In dense tropical forests in Sierra Leone, scientists have rediscovered a coffee species not seen in the wild in decades — a plant they say may help secure the future of this valuable commodity that has been imperilled by climate change.
The researchers said on Monday that the species, Coffea stenophylla, possesses greater tolerance for higher temperatures than the Arabica coffee, which makes up 56 per cent of global production, and the robusta coffee that makes up 43 per cent. The researchers found stenophylla coffee also had a superior flavour, similar to Arabica.
Botanist Aaron Davis, who led the study published in the journal Nature Plants, said stenophylla was farmed in parts of West Africa and exported to Europe until the early 20th century before being abandoned as a crop after robusta’s introduction.
Many farmers throughout the world’s coffee-growing belt already are experiencing climate change’s negative effects, an acute concern for the multibillion-dollar industry.
How the 3 coffee species compare
Arabica’s flavor is rated as superior and brings higher prices than robusta, which is mainly used for instant coffee and coffee blends. But Arabica has limited resilience to climate change and research has shown its global production could fall by at least 50 per cent by mid-century.
Stenophylla grows at a mean annual temperature of 24.9 C — 1.9 degrees higher than robusta coffee and up to 6.8 C higher than Arabica coffee, the researchers said.
The stenophylla rediscovery, Davis said, may help in the “future-proofing” of a coffee industry that supports the economy of several tropical countries and provides livelihoods for more than 100 million farmers. There are 124 known coffee species, though Arabica and robusta dominate the market.
“The idea is that stenophylla could be used, with minimum domestication, as a high-value coffee for farmers in warmer climates,” said Davis, head of coffee research at Britain’s Royal Botanic Gardens, Kew.
“For the longer term, stenophylla provides us with an important resource for breeding a new generation of climate-resilient coffee crop plants, given that it possesses a great flavour and heat tolerance. If the historic reports of resistance to coffee leaf rust and drought tolerance are found to be correct, this would represent further useful assets for coffee plant breeding.”
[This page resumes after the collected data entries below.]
//! Unified error types for the Featurize workspace.
//!
//! Each higher-level crate may define its own domain-specific error enum
//! (for example the snippet parser's) and map it into [`FeaturizeError`]
//! once the feature in play is known.

use std::path::PathBuf;

use thiserror::Error;

/// Top-level error type shared across the workspace.
#[derive(Debug, Error)]
pub enum FeaturizeError {
    /// A requested feature, or one of its transitive dependencies, is absent
    /// from the store.
    #[error("feature not found: {name}{}", required_by_suffix(.required_by.as_deref()))]
    FeatureNotFound {
        /// Name of the missing feature.
        name: String,
        /// Feature whose dependency list referenced the missing one.
        required_by: Option<String>,
    },

    /// The backing store could not be reached or returned garbage.
    #[error("{store} store unavailable{}: {message}", feature_suffix(.feature.as_deref()))]
    StoreUnavailable {
        /// Kind of store (`memory`, `directory`, `registry`).
        store: &'static str,
        /// Feature being fetched when the failure happened, if known.
        feature: Option<String>,
        /// Backend-specific failure description.
        message: String,
    },

    /// A COPY instruction does not carry both a source and a destination.
    #[error("malformed COPY instruction in feature {feature} at line {line}: {instruction}")]
    MalformedCopyInstruction {
        /// Feature owning the snippet.
        feature: String,
        /// 1-based line in the snippet.
        line: usize,
        /// The offending instruction text.
        instruction: String,
    },

    /// A feature's build snippet could not be parsed.
    #[error("cannot parse snippet of feature {feature} at line {line}: {message}")]
    SnippetParse {
        /// Feature owning the snippet.
        feature: String,
        /// 1-based line in the snippet.
        line: usize,
        /// Parser diagnostic.
        message: String,
    },

    /// The operation was cancelled or its deadline elapsed.
    #[error("cancelled{}: {reason}", feature_suffix(.feature.as_deref()))]
    Cancelled {
        /// Feature being fetched when cancellation was observed, if any.
        feature: Option<String>,
        /// Why the operation stopped.
        reason: String,
    },

    /// An I/O operation failed.
    #[error("I/O error at {path}: {source}")]
    Io {
        /// Path where the I/O error occurred.
        path: PathBuf,
        /// Underlying I/O error.
        source: std::io::Error,
    },

    /// A configuration value or argument is invalid.
    #[error("invalid configuration: {message}")]
    Config {
        /// Description of the invalid configuration.
        message: String,
    },

    /// JSON serialization or deserialization failed.
    #[error("serialization error: {source}")]
    Serialization {
        /// Underlying serialization error.
        #[from]
        source: serde_json::Error,
    },

    /// YAML serialization or deserialization failed.
    #[error("YAML error: {source}")]
    Yaml {
        /// Underlying YAML error.
        #[from]
        source: serde_yaml::Error,
    },
}

fn required_by_suffix(parent: Option<&str>) -> String {
    parent.map_or_else(String::new, |p| format!(" (required by {p})"))
}

fn feature_suffix(feature: Option<&str>) -> String {
    feature.map_or_else(String::new, |f| format!(" while fetching {f}"))
}

impl FeaturizeError {
    /// Builds a `FeatureNotFound` error for a top-level name.
    #[must_use]
    pub fn not_found(name: impl Into<String>) -> Self {
        Self::FeatureNotFound {
            name: name.into(),
            required_by: None,
        }
    }

    /// Builds a `StoreUnavailable` error without feature context.
    #[must_use]
    pub fn unavailable(store: &'static str, message: impl Into<String>) -> Self {
        Self::StoreUnavailable {
            store,
            feature: None,
            message: message.into(),
        }
    }

    /// Annotates store-originated errors with the feature being resolved.
    ///
    /// Context that is already present is kept; other variants pass through.
    #[must_use]
    pub fn for_feature(self, name: &str) -> Self {
        match self {
            Self::StoreUnavailable {
                store,
                feature: None,
                message,
            } => Self::StoreUnavailable {
                store,
                feature: Some(name.to_string()),
                message,
            },
            Self::Cancelled {
                feature: None,
                reason,
            } => Self::Cancelled {
                feature: Some(name.to_string()),
                reason,
            },
            other => other,
        }
    }

    /// Records which feature depended on a missing one.
    #[must_use]
    pub fn required_by(self, parent: &str) -> Self {
        match self {
            Self::FeatureNotFound {
                name,
                required_by: None,
            } => Self::FeatureNotFound {
                name,
                required_by: Some(parent.to_string()),
            },
            other => other,
        }
    }

    /// Returns `true` for the `FeatureNotFound` variant.
    #[must_use]
    pub const fn is_not_found(&self) -> bool {
        matches!(self, Self::FeatureNotFound { .. })
    }
}

/// Convenience alias used throughout the workspace.
pub type Result<T> = std::result::Result<T, FeaturizeError>;

#[cfg(test)]
mod tests {
    use super::*;

    #[test]
    fn not_found_message_names_feature() {
        let err = FeaturizeError::not_found("python");
        assert_eq!(err.to_string(), "feature not found: python");
    }

    #[test]
    fn required_by_is_rendered() {
        let err = FeaturizeError::not_found("jdk").required_by("maven");
        assert_eq!(err.to_string(), "feature not found: jdk (required by maven)");
    }

    #[test]
    fn required_by_keeps_first_parent() {
        let err = FeaturizeError::not_found("jdk")
            .required_by("maven")
            .required_by("gradle");
        assert!(err.to_string().contains("maven"));
        assert!(!err.to_string().contains("gradle"));
    }

    #[test]
    fn for_feature_annotates_unavailable_store() {
        let err = FeaturizeError::unavailable("registry", "connection refused").for_feature("node");
        assert_eq!(
            err.to_string(),
            "registry store unavailable while fetching node: connection refused"
        );
    }

    #[test]
    fn for_feature_leaves_other_variants_alone() {
        let err = FeaturizeError::not_found("x").for_feature("y");
        assert!(err.is_not_found());
        assert_eq!(err.to_string(), "feature not found: x");
    }
}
Leaf rust is a fungal disease that has devastated coffee crops in Central and South America.
The study included flavour assessments involving 18 coffee-tasting experts. Stenophylla was found to have a complex flavour profile, with natural sweetness, medium-high acidity, fruitiness and good “body” — the way it feels in the mouth.
How stenophylla was rediscovered
In December 2018, Davis and study co-authors Jeremy Haggar of the University of Greenwich and coffee development specialist Daniel Sarmu searched for stenophylla in the wild. They initially spotted a single plant in central Sierra Leone. About 140 kilometres (87 miles) away in southeastern Sierra Leone, they found a healthy wild stenophylla population.
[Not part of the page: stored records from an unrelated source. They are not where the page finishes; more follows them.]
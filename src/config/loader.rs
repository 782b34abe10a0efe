//! Workspace configuration loader.
//!
//! Resolution order, highest first: `bcasl.yaml`, `bcasl.yml`, `bcasl.json`,
//! `.bcasl.json`, then generated defaults. The project file
//! (`ARK_Main_Config.yml`) is overlaid on whichever source won.

use std::path::Path;
use std::time::Duration;

use super::composite::CompositeConfigProvider;
use super::env::EnvConfigProvider;
use super::file::FileConfigProvider;
use super::project::ProjectConfig;
use super::settings::{BcaslConfig, KNOWN_MANIFESTS};
use super::{ConfigError, ConfigResult};

pub const CONFIG_FILE_NAMES: [&str; 4] = ["bcasl.yaml", "bcasl.yml", "bcasl.json", ".bcasl.json"];

/// File written when no usable configuration exists.
pub const DEFAULT_CONFIG_FILE: &str = "bcasl.json";

/// Used when neither configuration nor environment sets a budget.
/// Non-positive means plugins run without a time limit.
pub const DEFAULT_PLUGIN_TIMEOUT_SECS: f64 = 0.0;

#[derive(Debug, Clone)]
pub struct WorkspaceConfigLoader {
    write_default: bool,
}

impl Default for WorkspaceConfigLoader {
    fn default() -> Self {
        Self::new()
    }
}

impl WorkspaceConfigLoader {
    pub fn new() -> Self {
        Self {
            write_default: true,
        }
    }

    /// Never write a default file to disk.
    pub fn read_only(mut self) -> Self {
        self.write_default = false;
        self
    }

    /// Candidate configuration files for `root`, highest priority first.
    pub fn providers(root: &Path) -> CompositeConfigProvider {
        CONFIG_FILE_NAMES
            .iter()
            .fold(CompositeConfigProvider::new(), |composite, name| {
                composite.provider(Box::new(FileConfigProvider::new(root.join(name))))
            })
    }

    /// Load the normalized configuration for `root`.
    ///
    /// This never fails: unusable sources are logged and skipped, and the
    /// defaults are used when nothing else is available.
    pub async fn load(&self, root: impl AsRef<Path>) -> BcaslConfig {
        let root = root.as_ref();

        let mut config = match Self::providers(root).load_first().await {
            Some((source, map)) => {
                tracing::debug!(source, root = %root.display(), "Loaded workspace configuration");
                BcaslConfig::from_mapping(map)
            }
            None => {
                let config = Self::generated_default(root);
                if self.write_default
                    && root.is_dir()
                    && let Err(e) = Self::write_default_file(root, &config).await
                {
                    tracing::warn!(
                        file = DEFAULT_CONFIG_FILE,
                        error = %e,
                        "Could not write default configuration"
                    );
                }
                config
            }
        };

        if let Some(project) = ProjectConfig::load(root).await {
            project.apply(&mut config);
        }
        config
    }

    /// Defaults, plus any well-known manifest present in `root` as a required file.
    pub fn generated_default(root: &Path) -> BcaslConfig {
        let mut config = BcaslConfig::default();
        for manifest in KNOWN_MANIFESTS {
            if root.join(manifest).is_file() && !config.required_files.iter().any(|f| f == manifest)
            {
                config.required_files.push(manifest.to_string());
            }
        }
        config
    }

    async fn write_default_file(root: &Path, config: &BcaslConfig) -> ConfigResult<()> {
        let provider = FileConfigProvider::new(root.join(DEFAULT_CONFIG_FILE));
        if provider.exists() {
            // Present but unusable; leave the user's file alone.
            return Ok(());
        }
        let value = config.to_value().map_err(ConfigError::Json)?;
        provider.save(&value).await?;
        tracing::info!(path = %provider.path().display(), "Wrote default configuration");
        Ok(())
    }
}

/// Resolve the per-plugin budget in seconds.
///
/// A strictly positive `options.plugin_timeout_s` wins, then the environment
/// override, then [`DEFAULT_PLUGIN_TIMEOUT_SECS`]. Zero in the configuration
/// counts as unset.
pub fn resolve_timeout(config: &BcaslConfig, env: &EnvConfigProvider) -> f64 {
    let configured = config.options.plugin_timeout_s;
    if configured.is_finite() && configured > 0.0 {
        return configured;
    }
    env.plugin_timeout().unwrap_or(DEFAULT_PLUGIN_TIMEOUT_SECS)
}

/// Convert a resolved budget into a duration; `None` means unlimited.
///
/// Values too large to represent are treated as unlimited.
pub fn timeout_budget(secs: f64) -> Option<Duration> {
    if !(secs.is_finite() && secs > 0.0) {
        return None;
    }
    match Duration::try_from_secs_f64(secs) {
        Ok(budget) => Some(budget),
        Err(e) => {
            tracing::warn!(
                timeout_secs = secs,
                error = %e,
                "Plugin timeout out of range, running without a limit"
            );
            None
        }
    }
}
“Both locations were thick tropical forest, but stenophylla tends to occur on drier, more open areas: ridges, slopes and rocky areas,” Davis said.
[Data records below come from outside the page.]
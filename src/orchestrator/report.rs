//! Aggregated outcome of a run.

use std::time::Duration;

use chrono::{DateTime, Utc};
use serde::Serialize;

/// Outcome of one plugin.
#[derive(Debug, Clone, PartialEq, Serialize)]
pub struct ExecutionItem {
    pub plugin_id: String,
    pub name: String,
    pub success: bool,
    pub duration: Duration,
    /// Empty on success.
    pub error: String,
}

impl ExecutionItem {
    pub fn succeeded(plugin_id: impl Into<String>, name: impl Into<String>, duration: Duration) -> Self {
        Self {
            plugin_id: plugin_id.into(),
            name: name.into(),
            success: true,
            duration,
            error: String::new(),
        }
    }

    pub fn failed(
        plugin_id: impl Into<String>,
        name: impl Into<String>,
        duration: Duration,
        error: impl Into<String>,
    ) -> Self {
        Self {
            plugin_id: plugin_id.into(),
            name: name.into(),
            success: false,
            duration,
            error: error.into(),
        }
    }

    pub fn duration_ms(&self) -> f64 {
        self.duration.as_secs_f64() * 1000.0
    }
}

/// A registered plugin that was left out of the run.
#[derive(Debug, Clone, PartialEq, Eq, Serialize)]
pub struct SkippedPlugin {
    pub id: String,
    pub reason: String,
}

#[derive(Debug, Clone, Serialize)]
pub struct ExecutionReport {
    pub items: Vec<ExecutionItem>,
    pub skipped: Vec<SkippedPlugin>,
    pub cancelled: bool,
    pub started_at: DateTime<Utc>,
}

impl Default for ExecutionReport {
    fn default() -> Self {
        Self::new()
    }
}

impl ExecutionReport {
    pub fn new() -> Self {
        Self {
            items: Vec::new(),
            skipped: Vec::new(),
            cancelled: false,
            started_at: Utc::now(),
        }
    }

    pub fn add(&mut self, item: ExecutionItem) {
        self.items.push(item);
    }

    pub fn skip(&mut self, id: impl Into<String>, reason: impl Into<String>) {
        self.skipped.push(SkippedPlugin {
            id: id.into(),
            reason: reason.into(),
        });
    }

    /// True when every executed plugin succeeded. An empty report is ok.
    pub fn ok(&self) -> bool {
        self.items.iter().all(|i| i.success)
    }

    pub fn succeeded(&self) -> usize {
        self.items.iter().filter(|i| i.success).count()
    }

    pub fn failed(&self) -> usize {
        self.items.len() - self.succeeded()
    }

    pub fn failures(&self) -> impl Iterator<Item = &ExecutionItem> {
        self.items.iter().filter(|i| !i.success)
    }

    pub fn get(&self, plugin_id: &str) -> Option<&ExecutionItem> {
        self.items.iter().find(|i| i.plugin_id == plugin_id)
    }

    pub fn total_duration(&self) -> Duration {
        self.items.iter().map(|i| i.duration).sum()
    }

    pub fn len(&self) -> usize {
        self.items.len()
    }

    pub fn is_empty(&self) -> bool {
        self.items.is_empty()
    }

    pub fn iter(&self) -> std::slice::Iter<'_, ExecutionItem> {
        self.items.iter()
    }

    /// `Plugins: <ok>/<total> ok, <failed> failed, total time <ms> ms`
    pub fn summary(&self) -> String {
        format!(
            "Plugins: {}/{} ok, {} failed, total time {:.1} ms",
            self.succeeded(),
            self.items.len(),
            self.failed(),
            self.total_duration().as_secs_f64() * 1000.0
        )
    }
}

impl IntoIterator for ExecutionReport {
    type Item = ExecutionItem;
    type IntoIter = std::vec::IntoIter<ExecutionItem>;

    fn into_iter(self) -> Self::IntoIter {
        self.items.into_iter()
    }
}

impl<'a> IntoIterator for &'a ExecutionReport {
    type Item = &'a ExecutionItem;
    type IntoIter = std::slice::Iter<'a, ExecutionItem>;

    fn into_iter(self) -> Self::IntoIter {
        self.items.iter()
    }
}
Stenophylla had not been seen in the wild in Sierra Leone since 1954 and anywhere since the 1980s in Ivory Coast, Davis said. A few examples were held in coffee research collections.
Davis said stenophylla is threatened with extinction amid large-scale deforestation in the three countries where it has been known to grow in the wild: Sierra Leone, Guinea and Ivory Coast.
Unlike the red and occasionally yellow fruit of Arabica and robusta plants, stenophylla’s fruit are intense black. The coffee beans are inside the fruit.
“I think we’re hugely optimistic for the future that stenophylla can bring,” said Jeremy Torz, co-founder of the specialty coffee business Union Hand-Roasted Coffee in East London, where part of the taste-testing was held.